Monday, March 13, 2006

Selective Cooperation

In the aftermath of the publication of the Council on Foreign Relations committee report, Pavel K Baev comments that
Until very recently the Kremlin dismissed the possibility that Washington might seriously reevaluate the format and style of its relations with Russia. At his extended press conference on January 31, Russian President Vladimir Putin ridiculed the "adversaries" who expressed doubt about Russia's place in the G-8 because, "They are stuck in the previous century." His confidence was based on a unique insight: "I know the mood of the G-8 leaders." Foreign Minister Sergei Lavrov, returning from an official visit to Washington last week, has to break some very unpleasant news to his boss: The prospects now look rather different from the picture so aptly described by Putin as: "The dog barks, the caravan rolls on."
And, Baev concludes,
Two things spoil the prospects for "selective cooperation" for Moscow.
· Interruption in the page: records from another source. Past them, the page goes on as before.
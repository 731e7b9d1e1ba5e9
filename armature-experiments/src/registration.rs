//! Registrations bind an experiment to the strategies that decide it.

use crate::chooser::VariantChooser;
use crate::experiment::{Experiment, Options};
use crate::filter::ParticipationFilter;
use std::fmt;
use std::sync::Arc;

/// One experiment together with its filter, chooser and options.
///
/// Immutable once built; owned by the engine's registration table.
#[derive(Clone)]
pub struct Registration {
    experiment: Experiment,
    filter: Arc<dyn ParticipationFilter>,
    chooser: Arc<dyn VariantChooser>,
    options: Options,
}

impl Registration {
    pub fn new(
        experiment: Experiment,
        filter: Arc<dyn ParticipationFilter>,
        chooser: Arc<dyn VariantChooser>,
        options: Options,
    ) -> Self {
        Self {
            experiment,
            filter,
            chooser,
            options,
        }
    }

    pub fn experiment(&self) -> &Experiment {
        &self.experiment
    }

    pub fn filter(&self) -> &dyn ParticipationFilter {
        self.filter.as_ref()
    }

    pub fn chooser(&self) -> &dyn VariantChooser {
        self.chooser.as_ref()
    }

    pub fn options(&self) -> &Options {
        &self.options
    }
}

impl fmt::Debug for Registration {
    fn fmt(&self, f: &mut fmt::Formatter<'_>) -> fmt::Result {
        f.debug_struct("Registration")
            .field("experiment", &self.experiment.id())
            .field("options", &self.options)
            .finish_non_exhaustive()
    }
}
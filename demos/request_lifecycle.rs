//! Request Lifecycle Example
//!
//! Simulates two requests from the same browser: the first one decides
//! participation and sets the cookie, the second one reads it back.

use armature_ab::ChooserConfig;
use armature_ab::prelude::*;
use armature_experiments_analytics::{
    EXPERIMENT_ID, GoogleCollector, GoogleUniversalAnalytics, ScriptRenderer,
};
use std::sync::Arc;
use tracing_subscriber::EnvFilter;

fn experiments() -> Result<Vec<Experiment>, ExperimentError> {
    Ok(vec![
        Experiment::new("checkout")?
            .with_variants(vec![
                Variant::callback("one-page", || println!("   🛒 Rendering one-page checkout")),
                Variant::callback("wizard", || println!("   🧙 Rendering checkout wizard")),
            ])?
            .with_option(EXPERIMENT_ID, "EXP_CHECKOUT"),
        Experiment::new("headline")?
            .with_variants(vec![Variant::simple("short"), Variant::simple("long")])?
            .with_option(EXPERIMENT_ID, "EXP_HEADLINE"),
    ])
}

/// Handle one request and return the `Set-Cookie` value to send back
fn handle_request(
    config: &ExperimentsConfig,
    cookie_header: Option<&str>,
) -> Result<Option<String>, Box<dyn std::error::Error>> {
    let storage = CookieStorage::from_request(config.cookie.clone(), cookie_header)?;
    let collector = Arc::new(GoogleCollector::new());

    let dispatcher = config.event_dispatcher();
    dispatcher.add_subscriber(collector.clone());
    dispatcher.add_listener(ParticipationEvent::BLOCK, |event| {
        println!(
            "   🚫 Not participating in '{}'",
            event.registration().experiment().id()
        );
        Ok(())
    });

    let mut engine = Engine::from_config(
        config,
        ParticipationManager::new(storage),
        Arc::new(dispatcher),
    )?;
    for experiment in experiments()? {
        engine.add_test(experiment)?;
    }

    for decision in engine.start()? {
        println!("   {:?}", decision);
    }

    let script = GoogleUniversalAnalytics::from(collector.as_ref())
        .with_api_client(true)
        .script();
    if !script.is_empty() {
        println!("\n{}\n", script);
    }

    let set_cookie = engine.manager().storage().take_set_cookie_header();
    engine.manager().storage().mark_headers_sent();
    Ok(set_cookie)
}

fn main() -> Result<(), Box<dyn std::error::Error>> {
    tracing_subscriber::fmt()
        .with_env_filter(EnvFilter::try_from_default_env().unwrap_or_else(|_| "info".into()))
        .init();

    println!("\n=== Request Lifecycle Example ===\n");

    let mut config = ExperimentsConfig::from_env()?;
    config.default_percentage.get_or_insert(80);
    config.default_chooser.get_or_insert(ChooserConfig::Random);

    println!("1. First visit:");
    let set_cookie = handle_request(&config, Some("session=abc"))?;
    let cookie = set_cookie
        .as_deref()
        .and_then(|header| header.split(';').next())
        .map(str::to_string);
    println!("   🍪 Set-Cookie: {}", set_cookie.as_deref().unwrap_or("-"));

    println!("\n2. Returning visit:");
    let set_cookie = handle_request(&config, cookie.as_deref())?;
    println!(
        "   🍪 Set-Cookie: {}",
        set_cookie.as_deref().unwrap_or("(unchanged)")
    );

    println!("\n=== Example Complete ===\n");
    Ok(())
}
//! Participation decision engine
//!
//! The engine owns a table of [`Registration`]s and, once started, decides
//! for each of them whether the current user takes part and with which
//! variant. Every decision is persisted through the
//! [`ParticipationManager`] and announced through a [`Dispatcher`].
//!
//! Per registration, in registration order:
//!
//! 1. A stored exclusion emits `participation.blocked` and stops.
//! 2. An undecided user failing the filter is excluded, then
//!    `participation.block` is emitted.
//! 3. A stored variant that still exists is activated again.
//! 4. Otherwise the chooser picks a variant. When it picks none (or one the
//!    experiment does not contain), `participation.variant_missing` is
//!    emitted and the user is excluded. A valid pick is stored and
//!    activated.
//!
//! Activation emits `participation.variant_run` and then runs the variant.

use crate::chooser::VariantChooser;
use crate::config::ExperimentsConfig;
use crate::dispatcher::Dispatcher;
use crate::error::{ExperimentError, ExperimentResult, StorageResult};
use crate::event::ParticipationEvent;
use crate::experiment::{Experiment, Options};
use crate::filter::ParticipationFilter;
use crate::participation::ParticipationManager;
use crate::registration::Registration;
use crate::storage::{Participation, Storage};
use crate::variant::Variant;
use serde::Serialize;
use std::collections::HashMap;
use std::fmt;
use std::sync::Arc;
use tracing::{debug, error, info};

/// Read-only view of an engine, carried by every event.
pub trait ExperimentEngine {
    /// Registered experiments in registration order
    fn tests(&self) -> Vec<&Experiment>;

    /// Look up a registered experiment
    fn test(&self, id: &str) -> ExperimentResult<&Experiment>;

    /// Whether [`Engine::start`] has been called
    fn is_locked(&self) -> bool;
}

/// Outcome of evaluating one registration.
#[derive(Debug, Clone, PartialEq, Eq, Serialize)]
#[serde(tag = "decision", rename_all = "snake_case")]
pub enum Decision {
    /// Excluded on an earlier visit
    Blocked { experiment: String },
    /// Turned away by the filter and excluded from now on
    Denied { experiment: String },
    /// No usable variant; excluded from now on
    VariantMissing { experiment: String },
    /// The variant ran; `resumed` when it came from storage
    Activated {
        experiment: String,
        variant: String,
        resumed: bool,
    },
}

impl Decision {
    pub fn experiment(&self) -> &str {
        match self {
            Self::Blocked { experiment }
            | Self::Denied { experiment }
            | Self::VariantMissing { experiment }
            | Self::Activated { experiment, .. } => experiment,
        }
    }

    /// Identifier of the activated variant
    pub fn variant(&self) -> Option<&str> {
        match self {
            Self::Activated { variant, .. } => Some(variant),
            _ => None,
        }
    }

    pub fn is_activated(&self) -> bool {
        matches!(self, Self::Activated { .. })
    }
}

/// The decision engine.
///
/// # Examples
///
/// ```
/// use armature_experiments::{
///     Engine, Experiment, MemoryStorage, NullDispatcher, ParticipationManager, Percentage,
///     StaticChooser, Variant,
/// };
/// use std::sync::Arc;
///
/// let mut engine = Engine::new(
///     ParticipationManager::new(MemoryStorage::new()),
///     Arc::new(NullDispatcher),
/// )
/// .with_filter(Arc::new(Percentage::new(100)?))
/// .with_chooser(Arc::new(StaticChooser::index(0)));
///
/// engine.add_test(
///     Experiment::new("checkout")?
///         .with_variants(vec![Variant::simple("one-page"), Variant::simple("wizard")])?,
/// )?;
///
/// let decisions = engine.start()?;
/// assert_eq!(decisions[0].variant(), Some("one-page"));
/// assert!(engine.manager().participates_with("checkout", "one-page")?);
/// # Ok::<(), armature_experiments::ExperimentError>(())
/// ```
pub struct Engine<S> {
    manager: ParticipationManager<S>,
    dispatcher: Arc<dyn Dispatcher>,
    filter: Option<Arc<dyn ParticipationFilter>>,
    chooser: Option<Arc<dyn VariantChooser>>,
    registrations: Vec<Registration>,
    index: HashMap<String, usize>,
    locked: bool,
}

impl<S: Storage> Engine<S> {
    /// Create an engine without default strategies
    pub fn new(manager: ParticipationManager<S>, dispatcher: Arc<dyn Dispatcher>) -> Self {
        Self {
            manager,
            dispatcher,
            filter: None,
            chooser: None,
            registrations: Vec::new(),
            index: HashMap::new(),
            locked: false,
        }
    }

    /// Create an engine whose defaults come from `config`
    pub fn from_config(
        config: &ExperimentsConfig,
        manager: ParticipationManager<S>,
        dispatcher: Arc<dyn Dispatcher>,
    ) -> ExperimentResult<Self> {
        let random = config.random();
        let mut engine = Self::new(manager, dispatcher);
        engine.filter = config.filter(Arc::clone(&random))?;
        engine.chooser = config.chooser(random);
        Ok(engine)
    }

    /// Default filter for tests registered without one
    pub fn with_filter(mut self, filter: Arc<dyn ParticipationFilter>) -> Self {
        self.filter = Some(filter);
        self
    }

    /// Default chooser for tests registered without one
    pub fn with_chooser(mut self, chooser: Arc<dyn VariantChooser>) -> Self {
        self.chooser = Some(chooser);
        self
    }

    pub fn manager(&self) -> &ParticipationManager<S> {
        &self.manager
    }

    pub fn dispatcher(&self) -> &dyn Dispatcher {
        self.dispatcher.as_ref()
    }

    /// Register a test using the engine defaults
    pub fn add_test(&mut self, experiment: Experiment) -> ExperimentResult<()> {
        self.add_test_with(experiment, Options::new(), None, None)
    }

    /// Register a test with its own options and optional strategies.
    ///
    /// Missing strategies fall back to the engine defaults.
    pub fn add_test_with(
        &mut self,
        experiment: Experiment,
        options: Options,
        filter: Option<Arc<dyn ParticipationFilter>>,
        chooser: Option<Arc<dyn VariantChooser>>,
    ) -> ExperimentResult<()> {
        self.ensure_unlocked("tests cannot be added after the engine has started")?;

        let id = experiment.id().to_string();
        if self.index.contains_key(&id) {
            return Err(ExperimentError::DuplicateTest(id));
        }

        let filter = filter
            .or_else(|| self.filter.clone())
            .ok_or_else(|| ExperimentError::MissingFilter(id.clone()))?;
        let chooser = chooser
            .or_else(|| self.chooser.clone())
            .ok_or_else(|| ExperimentError::MissingChooser(id.clone()))?;

        debug!(
            experiment = %id,
            variants = experiment.variants().len(),
            "Registered test"
        );

        self.index.insert(id, self.registrations.len());
        self.registrations
            .push(Registration::new(experiment, filter, chooser, options));
        Ok(())
    }

    /// Registration for a test identifier
    pub fn registration(&self, id: &str) -> Option<&Registration> {
        self.index.get(id).map(|&i| &self.registrations[i])
    }

    /// All registrations in registration order
    pub fn registrations(&self) -> &[Registration] {
        &self.registrations
    }

    /// Lock the engine and decide every registered test.
    ///
    /// Runs at most once; a second call fails with
    /// [`ExperimentError::EngineLocked`] without evaluating anything.
    pub fn start(&mut self) -> ExperimentResult<Vec<Decision>> {
        self.ensure_unlocked("the engine has already been started")?;
        self.locked = true;

        info!(tests = self.registrations.len(), "Engine locked, deciding participation");

        let engine: &Self = self;
        engine
            .registrations
            .iter()
            .map(|registration| engine.evaluate(registration))
            .collect()
    }

    fn ensure_unlocked(&self, reason: &'static str) -> ExperimentResult<()> {
        if self.locked {
            return Err(ExperimentError::EngineLocked(reason));
        }
        Ok(())
    }

    fn evaluate(&self, registration: &Registration) -> ExperimentResult<Decision> {
        let experiment = registration.experiment();
        let id = experiment.id();

        let stored = match self.storage(id, self.manager.participation(id))? {
            Some(Participation::Excluded) => {
                debug!(experiment = id, "Participation blocked by earlier exclusion");
                self.emit(ParticipationEvent::Blocked {
                    engine: self,
                    registration,
                })?;
                return Ok(Decision::Blocked {
                    experiment: id.to_string(),
                });
            }
            Some(Participation::Variant(variant)) => Some(variant),
            None => {
                if !registration.filter().should_participate() {
                    self.storage(id, self.manager.participate(id, None::<&str>))?;
                    debug!(experiment = id, "Participation denied by filter");
                    self.emit(ParticipationEvent::Block {
                        engine: self,
                        registration,
                    })?;
                    return Ok(Decision::Denied {
                        experiment: id.to_string(),
                    });
                }
                None
            }
        };

        if let Some(stored) = stored {
            if let Some(variant) = experiment.variant(&stored) {
                return self.activate(registration, variant, true);
            }
            debug!(
                experiment = id,
                variant = %stored,
                "Stored variant no longer exists, choosing again"
            );
        }

        let chosen = registration
            .chooser()
            .choose_variant(experiment.variants())
            .and_then(|chosen| experiment.variant(chosen.id()));

        let Some(variant) = chosen else {
            debug!(experiment = id, "No variant available");
            self.emit(ParticipationEvent::VariantMissing {
                engine: self,
                registration,
            })?;
            self.storage(id, self.manager.participate(id, None::<&str>))?;
            return Ok(Decision::VariantMissing {
                experiment: id.to_string(),
            });
        };

        self.storage(id, self.manager.participate(id, Some(variant.id())))?;
        self.activate(registration, variant, false)
    }

    fn activate(
        &self,
        registration: &Registration,
        variant: &Variant,
        resumed: bool,
    ) -> ExperimentResult<Decision> {
        let experiment = registration.experiment().id();
        debug!(experiment, variant = variant.id(), resumed, "Activating variant");

        self.emit(ParticipationEvent::VariantRun {
            engine: self,
            registration,
            variant,
        })?;
        variant.run();

        Ok(Decision::Activated {
            experiment: experiment.to_string(),
            variant: variant.id().to_string(),
            resumed,
        })
    }

    fn emit(&self, event: ParticipationEvent<'_>) -> ExperimentResult<()> {
        self.dispatcher.dispatch(&event)?;
        Ok(())
    }

    fn storage<T>(&self, experiment: &str, result: StorageResult<T>) -> ExperimentResult<T> {
        result.map_err(|e| {
            error!(experiment, error = %e, "Participation storage failed");
            ExperimentError::Storage(e)
        })
    }
}

impl<S: Storage> ExperimentEngine for Engine<S> {
    fn tests(&self) -> Vec<&Experiment> {
        self.registrations
            .iter()
            .map(Registration::experiment)
            .collect()
    }

    fn test(&self, id: &str) -> ExperimentResult<&Experiment> {
        self.registration(id)
            .map(Registration::experiment)
            .ok_or_else(|| ExperimentError::TestNotFound(id.to_string()))
    }

    fn is_locked(&self) -> bool {
        self.locked
    }
}

impl<S: fmt::Debug> fmt::Debug for Engine<S> {
    fn fmt(&self, f: &mut fmt::Formatter<'_>) -> fmt::Result {
        f.debug_struct("Engine")
            .field("manager", &self.manager)
            .field("registrations", &self.registrations)
            .field("has_default_filter", &self.filter.is_some())
            .field("has_default_chooser", &self.chooser.is_some())
            .field("locked", &self.locked)
            .finish_non_exhaustive()
    }
}
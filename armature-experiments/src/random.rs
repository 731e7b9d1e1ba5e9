//! Randomness providers for filters and choosers.
//!
//! Strategies never reach for a process-wide generator directly; they draw
//! from a [`RandomSource`] so tests can pin the outcome.

use parking_lot::Mutex;
use rand::rngs::StdRng;
use rand::{Rng, SeedableRng};
use std::sync::Arc;
use std::sync::atomic::{AtomicUsize, Ordering};

/// Source of uniformly distributed integers.
pub trait RandomSource: Send + Sync {
    /// Draw an integer in the inclusive range `[low, high]`.
    ///
    /// Callers guarantee `low <= high`.
    fn between(&self, low: u32, high: u32) -> u32;
}

/// Thread-local generator from `rand`.
#[derive(Debug, Clone, Copy, Default)]
pub struct ThreadRandom;

impl RandomSource for ThreadRandom {
    fn between(&self, low: u32, high: u32) -> u32 {
        rand::rng().random_range(low..=high)
    }
}

/// Seeded generator; identical seeds yield identical sequences.
#[derive(Debug)]
pub struct SeededRandom {
    rng: Mutex<StdRng>,
}

impl SeededRandom {
    pub fn new(seed: u64) -> Self {
        Self {
            rng: Mutex::new(StdRng::seed_from_u64(seed)),
        }
    }
}

impl RandomSource for SeededRandom {
    fn between(&self, low: u32, high: u32) -> u32 {
        self.rng.lock().random_range(low..=high)
    }
}

/// Replays a fixed sequence of values, clamped into the requested range.
///
/// The sequence wraps around once exhausted.
#[derive(Debug)]
pub struct FixedRandom {
    values: Vec<u32>,
    cursor: AtomicUsize,
}

impl FixedRandom {
    pub fn new(values: Vec<u32>) -> Self {
        Self {
            values,
            cursor: AtomicUsize::new(0),
        }
    }

    /// Always return `value`
    pub fn always(value: u32) -> Self {
        Self::new(vec![value])
    }

    /// Number of draws so far
    pub fn draws(&self) -> usize {
        self.cursor.load(Ordering::SeqCst)
    }
}

impl RandomSource for FixedRandom {
    fn between(&self, low: u32, high: u32) -> u32 {
        let index = self.cursor.fetch_add(1, Ordering::SeqCst);
        let value = match self.values.len() {
            0 => low,
            len => self.values[index % len],
        };
        value.clamp(low, high)
    }
}

/// Shared default provider.
pub fn thread_random() -> Arc<dyn RandomSource> {
    Arc::new(ThreadRandom)
}
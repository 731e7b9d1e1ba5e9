//! Variants: the treatments a participant can receive.

use std::fmt;
use std::sync::Arc;

/// Custom variant behaviour.
pub trait VariantRunner: Send + Sync {
    /// Apply the treatment for the current request.
    fn run(&self);
}

/// What happens when a variant is activated.
#[derive(Clone, Default)]
pub enum VariantEffect {
    /// Nothing; the caller inspects the decision instead
    #[default]
    NoOp,
    /// Invoke a closure
    Callback(Arc<dyn Fn() + Send + Sync>),
    /// Delegate to a custom runner
    Custom(Arc<dyn VariantRunner>),
}

impl fmt::Debug for VariantEffect {
    fn fmt(&self, f: &mut fmt::Formatter<'_>) -> fmt::Result {
        match self {
            Self::NoOp => f.write_str("NoOp"),
            Self::Callback(_) => f.write_str("Callback"),
            Self::Custom(_) => f.write_str("Custom"),
        }
    }
}

/// A single treatment within an experiment.
///
/// Identity is the identifier: two variants with the same identifier are
/// interchangeable for persistence and matching.
///
/// # Examples
///
/// ```
/// use armature_experiments::Variant;
/// use std::sync::atomic::{AtomicUsize, Ordering};
/// use std::sync::Arc;
///
/// let hits = Arc::new(AtomicUsize::new(0));
/// let counter = hits.clone();
/// let variant = Variant::callback("blue-button", move || {
///     counter.fetch_add(1, Ordering::SeqCst);
/// });
///
/// variant.run();
/// assert_eq!(hits.load(Ordering::SeqCst), 1);
/// ```
#[derive(Debug, Clone)]
pub struct Variant {
    id: String,
    effect: VariantEffect,
}

impl Variant {
    /// Create a variant with the given effect
    pub fn new(id: impl Into<String>, effect: VariantEffect) -> Self {
        Self {
            id: id.into(),
            effect,
        }
    }

    /// Create a variant that does nothing when run
    pub fn simple(id: impl Into<String>) -> Self {
        Self::new(id, VariantEffect::NoOp)
    }

    /// Create a variant that invokes `callback` when run
    pub fn callback<F>(id: impl Into<String>, callback: F) -> Self
    where
        F: Fn() + Send + Sync + 'static,
    {
        Self::new(id, VariantEffect::Callback(Arc::new(callback)))
    }

    /// Create a variant backed by a custom runner
    pub fn custom(id: impl Into<String>, runner: Arc<dyn VariantRunner>) -> Self {
        Self::new(id, VariantEffect::Custom(runner))
    }

    pub fn id(&self) -> &str {
        &self.id
    }

    pub fn effect(&self) -> &VariantEffect {
        &self.effect
    }

    /// Run the variant's effect.
    pub fn run(&self) {
        match &self.effect {
            VariantEffect::NoOp => {}
            VariantEffect::Callback(callback) => callback(),
            VariantEffect::Custom(runner) => runner.run(),
        }
    }
}

impl AsRef<str> for Variant {
    fn as_ref(&self) -> &str {
        &self.id
    }
}

impl PartialEq for Variant {
    fn eq(&self, other: &Self) -> bool {
        self.id == other.id
    }
}

impl Eq for Variant {}

#[cfg(test)]
mod tests {
    use super::*;
    use std::sync::atomic::{AtomicUsize, Ordering};

    struct CountingRunner {
        runs: AtomicUsize,
    }

    impl VariantRunner for CountingRunner {
        fn run(&self) {
            self.runs.fetch_add(1, Ordering::SeqCst);
        }
    }

    #[test]
    fn test_simple_variant() {
        let variant = Variant::simple("v1");
        assert_eq!(variant.id(), "v1");
        assert!(matches!(variant.effect(), VariantEffect::NoOp));
        variant.run();
    }

    #[test]
    fn test_callback_variant_runs_callback() {
        let hits = Arc::new(AtomicUsize::new(0));
        let counter = hits.clone();
        let variant = Variant::callback("v1", move || {
            counter.fetch_add(1, Ordering::SeqCst);
        });

        variant.run();
        variant.run();
        assert_eq!(hits.load(Ordering::SeqCst), 2);
    }

    #[test]
    fn test_custom_variant_delegates() {
        let runner = Arc::new(CountingRunner {
            runs: AtomicUsize::new(0),
        });
        let variant = Variant::custom("v1", runner.clone());

        variant.run();
        assert_eq!(runner.runs.load(Ordering::SeqCst), 1);
    }

    #[test]
    fn test_identity_is_identifier() {
        let a = Variant::simple("same");
        let b = Variant::callback("same", || {});
        assert_eq!(a, b);
        assert_ne!(a, Variant::simple("other"));
    }
}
The first one is the fact that the privilege to chair the G-8 in 2006 was granted to Russia as a confirmation of its role of "strategic partner," so the devaluation of this role logically leads to shrinking of this privilege. Moscow attaches enormous importance to organizing a perfect summit in St. Petersburg so even jokes by some British columnists about European guests demonstratively leaving the banquet table before the dessert is served can hit a raw nerve (Financial Times, March 10). The CFR Task Force, however, proposes something more serious: The revival of the G-7 format, which might be complemented by a wider group where Brazil, China, and India together with Russia could be full members (Gazeta.ru, March 9). Such a prospect would signify a devastating blow to Putin's ambitions, particularly if U.S. President George W. Bush would indeed find a good reason to stay home in July, as an increasing number of experts advise.

The second problem with stepping back from partnership to cooperation is that the Russian political elite that appears so tightly united around Putin is in fact pursuing a variety of strategies of personal integration with the West (Kommersant, February 17). Surkov argued that the "off-shore aristocracy" could be transformed into a real nationally oriented elite, but his audience had plenty of reasons to worry for the safety of their private connections with Europe, as Russia retreats into a progressively more "selective" cooperation that increasingly resembles self-isolation (Nezavisimaya gazeta, March 7).

One soothing message for the "patriotic" but intimately Westernized bureaucrats was Anatol Lieven's article entitled "Do not condemn Putin out of hand" (Financial Times, February 28) reprinted in the pro-Kremlin tabloid Komsomolskaya pravda (March 2). His insistence on giving the benefit of the doubt to Putin's courtiers who "will move freely between the state and market sectors, and in the process will be handsomely rewarded" earned scornful condemnation from liberal Russian commentators (Grani.ru, March 6). What makes this kind of argument more convincing is that it is always so much easier not to take demanding steps that would require consistent follow-up, presuming that the ability of the West to influence Moscow is quite limited. It is in fact far greater than even the authors of the Task Force report admit, and Russia's dependency upon the EU energy market provides more instruments for a pro-active policy. It is not too late for President Bush to take a new look in Putin's eyes and re-evaluate the Russian leader's intentions.